*** Data for analysis Section Begins ***
use anyhow::Result;
use clap::{Parser, Subcommand};
use std::sync::Arc;

use cardlink::config::{Config, DatabaseBackend};
use cardlink::storage::{PostgresStorage, SqliteStorage, Storage};

#[derive(Parser)]
#[command(name = "cardlink-admin")]
#[command(about = "Cardlink admin management CLI", long_about = None)]
struct Cli {
    #[command(subcommand)]
    command: Commands,
}

#[derive(Subcommand)]
enum Commands {
    /// List profiles
    Profiles {
        /// Maximum number of rows
        #[arg(long, default_value_t = 50)]
        limit: i64,
    },
    /// Approve a testimonial
    Approve {
        /// Testimonial id
        testimonial_id: i64,
    },
    /// Hide a previously approved testimonial
    Hide {
        /// Testimonial id
        testimonial_id: i64,
    },
    /// Delete a profile and everything scoped to it
    Delete {
        /// Profile slug
        slug: String,
    },
}

#[tokio::main]
async fn main() -> Result<()> {
    tracing_subscriber::fmt::init();

    let cli = Cli::parse();
    let config = Config::from_env()?;

    let storage: Arc<dyn Storage> = match config.database.backend {
        DatabaseBackend::Sqlite => Arc::new(SqliteStorage::new(&config.database.url).await?),
        DatabaseBackend::Postgres => Arc::new(PostgresStorage::new(&config.database.url).await?),
    };

    // Ensure database is initialized
    storage.init().await?;

    match cli.command {
        Commands::Profiles { limit } => {
            let profiles = storage.list_profiles(limit, 0).await?;
            if profiles.is_empty() {
                println!("No profiles found");
            } else {
                for p in profiles {
                    println!(
                        "{:<40} {:<30} views={:<8} public={}",
                        p.slug, p.display_name, p.views, p.is_public
                    );
                }
            }
        }
        Commands::Approve { testimonial_id } => {
            if storage.set_testimonial_approval(testimonial_id, true).await? {
                println!("Testimonial {testimonial_id} approved");
            } else {
                println!("Testimonial {testimonial_id} not found");
            }
        }
        Commands::Hide { testimonial_id } => {
            if storage
                .set_testimonial_approval(testimonial_id, false)
                .await?
            {
                println!("Testimonial {testimonial_id} hidden");
            } else {
                println!("Testimonial {testimonial_id} not found");
            }
        }
        Commands::Delete { slug } => {
            if storage.delete_profile(&slug).await? {
                println!("Profile '{slug}' deleted");
            } else {
                println!("Profile '{slug}' not found");
            }
        }
    }

    Ok(())
}
use super::models::DeviceClass;

// Tablet tokens are checked before mobile tokens: several tablet UAs also
// carry mobile-looking fragments.
const TABLET_TOKENS: &[&str] = &["ipad", "tablet", "kindle", "silk", "playbook"];

const MOBILE_TOKENS: &[&str] = &[
    "iphone",
    "ipod",
    "android",
    "blackberry",
    "windows phone",
    "opera mini",
    "mobile",
];

/// Classify a raw user-agent string into a coarse device category.
pub fn classify_device(user_agent: &str) -> DeviceClass {
    let ua = user_agent.to_lowercase();

    if TABLET_TOKENS.iter().any(|t| ua.contains(t)) {
        return DeviceClass::Tablet;
    }
    if MOBILE_TOKENS.iter().any(|t| ua.contains(t)) {
        return DeviceClass::Mobile;
    }
    DeviceClass::Desktop
}

#[cfg(test)]
mod tests {
    use super::*;

    #[test]
    fn ipad_is_tablet_not_mobile() {
        let ua = "Mozilla/5.0 (iPad; CPU OS 16_0 like Mac OS X) Mobile/15E148";
        assert_eq!(classify_device(ua), DeviceClass::Tablet);
    }

    #[test]
    fn iphone_is_mobile() {
        let ua = "Mozilla/5.0 (iPhone; CPU iPhone OS 16_0 like Mac OS X)";
        assert_eq!(classify_device(ua), DeviceClass::Mobile);
    }

    #[test]
    fn plain_browser_is_desktop() {
        let ua = "Mozilla/5.0 (X11; Linux x86_64) Gecko/20100101 Firefox/126.0";
        assert_eq!(classify_device(ua), DeviceClass::Desktop);
    }

    #[test]
    fn android_tablet_token_wins_over_android() {
        let ua = "Mozilla/5.0 (Linux; Android 13; Tablet) AppleWebKit/537.36";
        assert_eq!(classify_device(ua), DeviceClass::Tablet);
    }

    #[test]
    fn empty_user_agent_is_desktop() {
        assert_eq!(classify_device(""), DeviceClass::Desktop);
    }
}
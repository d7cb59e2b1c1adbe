//! HTTP-level tests driving the API and public routers together.

use std::sync::Arc;

use axum::body::Body;
use axum::http::{header, Request, StatusCode};
use axum::Router;
use serde_json::{json, Value};
use tower::ServiceExt;

use cardlink::api::create_api_router;
use cardlink::public::create_public_router;
use cardlink::storage::{SqliteStorage, Storage};

async fn setup() -> (Router, Router, Arc<dyn Storage>) {
    let storage: Arc<dyn Storage> = Arc::new(
        SqliteStorage::new_with_max_connections("sqlite::memory:", 1)
            .await
            .expect("failed to open in-memory sqlite"),
    );
    storage.init().await.expect("failed to init schema");
    (
        create_api_router(Arc::clone(&storage)),
        create_public_router(Arc::clone(&storage)),
        storage,
    )
}

async fn body_json(response: axum::response::Response) -> Value {
    let bytes = axum::body::to_bytes(response.into_body(), usize::MAX)
        .await
        .expect("failed to read body");
    serde_json::from_slice(&bytes).expect("body is not json")
}

async fn create_jo(api: &Router) -> String {
    let request = Request::builder()
        .method("POST")
        .uri("/profiles")
        .header(header::CONTENT_TYPE, "application/json")
        .body(Body::from(
            json!({
                "owner_id": "owner-1",
                "display_name": "Jo Smith",
                "email": "jo@x.com",
                "headline": "Carpenter"
            })
            .to_string(),
        ))
        .unwrap();

    let response = api.clone().oneshot(request).await.unwrap();
    assert_eq!(response.status(), StatusCode::CREATED);
    let body = body_json(response).await;
    body["slug"].as_str().unwrap().to_string()
}

#[tokio::test]
async fn create_then_view_via_qr_records_one_event() {
    let (api, public, storage) = setup().await;
    let slug = create_jo(&api).await;

    assert!(slug.starts_with("jo-smith-jo-"));
    let suffix = slug.rsplit('-').next().unwrap();
    assert_eq!(suffix.len(), 3);

    let request = Request::builder()
        .uri(format!("/{slug}?ref=qr"))
        .header(header::USER_AGENT, "Mozilla/5.0 (iPhone; CPU iPhone OS 16_0)")
        .body(Body::empty())
        .unwrap();
    let response = public.clone().oneshot(request).await.unwrap();
    assert_eq!(response.status(), StatusCode::OK);
    let body = body_json(response).await;
    assert_eq!(body["display_name"], "Jo Smith");

    let profile = storage.get_profile(&slug).await.unwrap().unwrap();
    assert_eq!(profile.views, 1);

    let events = storage.recent_view_events(profile.id, 10).await.unwrap();
    assert_eq!(events.len(), 1);
    assert_eq!(events[0].referrer_category, "qr");
    assert_eq!(events[0].device_class, "mobile");
}

#[tokio::test]
async fn private_profiles_are_hidden_from_the_public_server() {
    let (api, public, _storage) = setup().await;
    let slug = create_jo(&api).await;

    let request = Request::builder()
        .method("PUT")
        .uri(format!("/profiles/{slug}"))
        .header(header::CONTENT_TYPE, "application/json")
        .body(Body::from(json!({ "is_public": false }).to_string()))
        .unwrap();
    let response = api.clone().oneshot(request).await.unwrap();
    assert_eq!(response.status(), StatusCode::OK);

    let request = Request::builder()
        .uri(format!("/{slug}"))
        .body(Body::empty())
        .unwrap();
    let response = public.clone().oneshot(request).await.unwrap();
    assert_eq!(response.status(), StatusCode::NOT_FOUND);
}

#[tokio::test]
async fn slug_override_conflict_maps_to_409() {
    let (api, _public, _storage) = setup().await;
    let first = create_jo(&api).await;
    let second = create_jo(&api).await;

    let request = Request::builder()
        .method("PUT")
        .uri(format!("/profiles/{second}"))
        .header(header::CONTENT_TYPE, "application/json")
        .body(Body::from(json!({ "slug": first }).to_string()))
        .unwrap();
    let response = api.clone().oneshot(request).await.unwrap();
    assert_eq!(response.status(), StatusCode::CONFLICT);
}

#[tokio::test]
async fn vcard_download_is_text_vcard() {
    let (api, public, _storage) = setup().await;
    let slug = create_jo(&api).await;

    let request = Request::builder()
        .uri(format!("/{slug}/vcard"))
        .body(Body::empty())
        .unwrap();
    let response = public.clone().oneshot(request).await.unwrap();
    assert_eq!(response.status(), StatusCode::OK);
    assert!(response
        .headers()
        .get(header::CONTENT_TYPE)
        .unwrap()
        .to_str()
        .unwrap()
        .starts_with("text/vcard"));

    let bytes = axum::body::to_bytes(response.into_body(), usize::MAX).await.unwrap();
    let card = String::from_utf8(bytes.to_vec()).unwrap();
    assert!(card.contains("FN:Jo Smith"));
    assert!(card.contains("EMAIL;TYPE=INTERNET:jo@x.com"));
}

#[tokio::test]
async fn lead_submission_shows_up_for_the_owner() {
    let (api, public, _storage) = setup().await;
    let slug = create_jo(&api).await;

    let request = Request::builder()
        .method("POST")
        .uri(format!("/{slug}/leads"))
        .header(header::CONTENT_TYPE, "application/json")
        .body(Body::from(
            json!({
                "name": "Visitor",
                "email": "v@example.org",
                "message": "Quote for a deck?"
            })
            .to_string(),
        ))
        .unwrap();
    let response = public.clone().oneshot(request).await.unwrap();
    assert_eq!(response.status(), StatusCode::CREATED);

    let request = Request::builder()
        .uri(format!("/profiles/{slug}/leads"))
        .body(Body::empty())
        .unwrap();
    let response = api.clone().oneshot(request).await.unwrap();
    assert_eq!(response.status(), StatusCode::OK);
    let body = body_json(response).await;
    assert_eq!(body.as_array().unwrap().len(), 1);
    assert_eq!(body[0]["name"], "Visitor");
}

#[tokio::test]
async fn daily_stats_return_thirty_zero_filled_entries() {
    let (api, _public, _storage) = setup().await;
    let slug = create_jo(&api).await;

    let request = Request::builder()
        .uri(format!("/profiles/{slug}/stats/daily"))
        .body(Body::empty())
        .unwrap();
    let response = api.clone().oneshot(request).await.unwrap();
    assert_eq!(response.status(), StatusCode::OK);
    let body = body_json(response).await;

    let series = body["series"].as_array().unwrap();
    assert_eq!(series.len(), 30);
    assert!(series.iter().all(|d| d["views"] == 0));
}
//! passbild-core — passport photo compliance engine.
//!
//! Checks a candidate passport photograph against three rules: exactly one
//! detected face of sufficient relative size, a near-uniform background of a
//! target color, and a head pose close to frontal. Face detection, landmark
//! localization and image decoding are external collaborators; this crate
//! consumes their outputs through the [`FaceDetector`], [`LandmarkPredictor`]
//! and [`types::Raster`] contracts.
//!
//! The two numerical subsystems at the center:
//! 1. Head pose — a six-point Perspective-n-Point solve against a canonical
//!    face geometry, decomposed into gimbal-lock-safe yaw/pitch/roll.
//! 2. Background scan — a bidirectional radial pixel sweep judged with a
//!    redmean-weighted color distance.

pub mod background;
pub mod camera;
pub mod face_model;
pub mod pnp;
pub mod pose;
pub mod types;
pub mod validator;

pub use types::{FaceBox, Landmarks, Point2, Point3, Raster, Rgb};
pub use validator::{
    FaceDetector, LandmarkPredictor, ValidationConfig, ValidationReport, Validator,
};
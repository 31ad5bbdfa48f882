//! Pinhole camera intrinsics derived from image dimensions.

use crate::types::Point2;
use nalgebra::Matrix3;

/// Pinhole intrinsics for one image, zero distortion.
///
/// The focal length is approximated by the image width on both axes and the
/// principal point sits at the image center. Good enough for the coarse
/// head-pose angles this engine thresholds on.
#[derive(Debug, Clone, Copy, PartialEq)]
pub struct CameraIntrinsics {
    pub fx: f64,
    pub fy: f64,
    pub cx: f64,
    pub cy: f64,
}

impl CameraIntrinsics {
    /// Build intrinsics for an image of the given dimensions.
    pub fn for_image(width: u32, height: u32) -> Self {
        let w = f64::from(width);
        let h = f64::from(height);
        Self {
            fx: w,
            fy: w,
            cx: w / 2.0,
            cy: h / 2.0,
        }
    }

    /// The 3×3 intrinsics matrix K.
    pub fn matrix(&self) -> Matrix3<f64> {
        Matrix3::new(
            self.fx, 0.0, self.cx, //
            0.0, self.fy, self.cy, //
            0.0, 0.0, 1.0,
        )
    }

    /// Map a pixel position to normalized camera coordinates.
    pub fn normalize(&self, p: Point2) -> (f64, f64) {
        ((p.x - self.cx) / self.fx, (p.y - self.cy) / self.fy)
    }
}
*** Data for analysis Section Ends ***
What is required => Pull every line that holds the string "color" out of the records.

Answer to this problem =>
//! target color, and a head pose close to frontal. Face detection, landmark
//!    redmean-weighted color distance.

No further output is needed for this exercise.